Input material:
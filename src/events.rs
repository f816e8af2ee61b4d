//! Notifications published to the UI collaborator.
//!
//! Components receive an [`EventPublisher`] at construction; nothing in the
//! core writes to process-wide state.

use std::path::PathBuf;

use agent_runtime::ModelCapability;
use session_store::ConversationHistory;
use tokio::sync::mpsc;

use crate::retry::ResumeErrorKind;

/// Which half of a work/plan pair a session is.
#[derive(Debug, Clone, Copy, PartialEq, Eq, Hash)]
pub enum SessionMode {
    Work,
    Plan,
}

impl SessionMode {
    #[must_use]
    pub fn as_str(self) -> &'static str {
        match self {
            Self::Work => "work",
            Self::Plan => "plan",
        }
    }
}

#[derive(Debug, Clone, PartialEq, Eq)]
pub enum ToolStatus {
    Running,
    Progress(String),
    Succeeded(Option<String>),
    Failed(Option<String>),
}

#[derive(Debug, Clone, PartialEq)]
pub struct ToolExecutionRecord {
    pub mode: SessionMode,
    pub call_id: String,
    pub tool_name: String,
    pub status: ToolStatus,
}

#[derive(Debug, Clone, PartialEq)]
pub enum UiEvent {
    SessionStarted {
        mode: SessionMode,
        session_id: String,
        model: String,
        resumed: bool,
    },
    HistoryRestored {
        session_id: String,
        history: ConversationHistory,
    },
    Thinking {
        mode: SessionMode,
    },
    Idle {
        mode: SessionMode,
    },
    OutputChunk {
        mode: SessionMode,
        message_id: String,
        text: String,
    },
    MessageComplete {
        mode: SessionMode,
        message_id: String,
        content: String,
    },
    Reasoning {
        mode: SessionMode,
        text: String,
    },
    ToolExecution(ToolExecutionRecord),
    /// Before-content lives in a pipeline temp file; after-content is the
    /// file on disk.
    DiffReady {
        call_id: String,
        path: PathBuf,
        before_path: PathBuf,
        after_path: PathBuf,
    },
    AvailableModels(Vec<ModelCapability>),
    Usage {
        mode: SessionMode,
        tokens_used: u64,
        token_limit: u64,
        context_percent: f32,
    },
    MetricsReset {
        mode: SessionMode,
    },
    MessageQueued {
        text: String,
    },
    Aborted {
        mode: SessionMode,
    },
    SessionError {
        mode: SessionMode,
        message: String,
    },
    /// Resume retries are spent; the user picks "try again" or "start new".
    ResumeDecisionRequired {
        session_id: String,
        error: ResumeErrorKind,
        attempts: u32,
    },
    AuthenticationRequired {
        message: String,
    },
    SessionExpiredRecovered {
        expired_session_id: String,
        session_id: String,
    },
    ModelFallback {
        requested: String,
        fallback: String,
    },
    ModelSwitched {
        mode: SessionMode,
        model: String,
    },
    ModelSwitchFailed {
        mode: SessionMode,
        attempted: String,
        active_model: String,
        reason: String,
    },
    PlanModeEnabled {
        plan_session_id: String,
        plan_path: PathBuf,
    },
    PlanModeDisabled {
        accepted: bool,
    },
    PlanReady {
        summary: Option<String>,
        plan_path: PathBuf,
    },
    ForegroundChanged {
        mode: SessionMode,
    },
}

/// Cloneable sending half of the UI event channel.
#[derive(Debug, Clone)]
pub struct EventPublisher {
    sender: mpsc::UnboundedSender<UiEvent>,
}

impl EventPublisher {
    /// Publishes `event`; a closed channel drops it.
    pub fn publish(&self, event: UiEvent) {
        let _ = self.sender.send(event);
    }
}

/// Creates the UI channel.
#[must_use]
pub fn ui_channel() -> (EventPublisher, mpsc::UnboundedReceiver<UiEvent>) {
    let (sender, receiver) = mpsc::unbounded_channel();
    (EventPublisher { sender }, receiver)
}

Task to complete: What lines in the data above contain the word "PartialEq"? Copy them all.

Problem solution:
#[derive(Debug, Clone, Copy, PartialEq, Eq, Hash)]
#[derive(Debug, Clone, PartialEq, Eq)]
#[derive(Debug, Clone, PartialEq)]
#[derive(Debug, Clone, PartialEq)]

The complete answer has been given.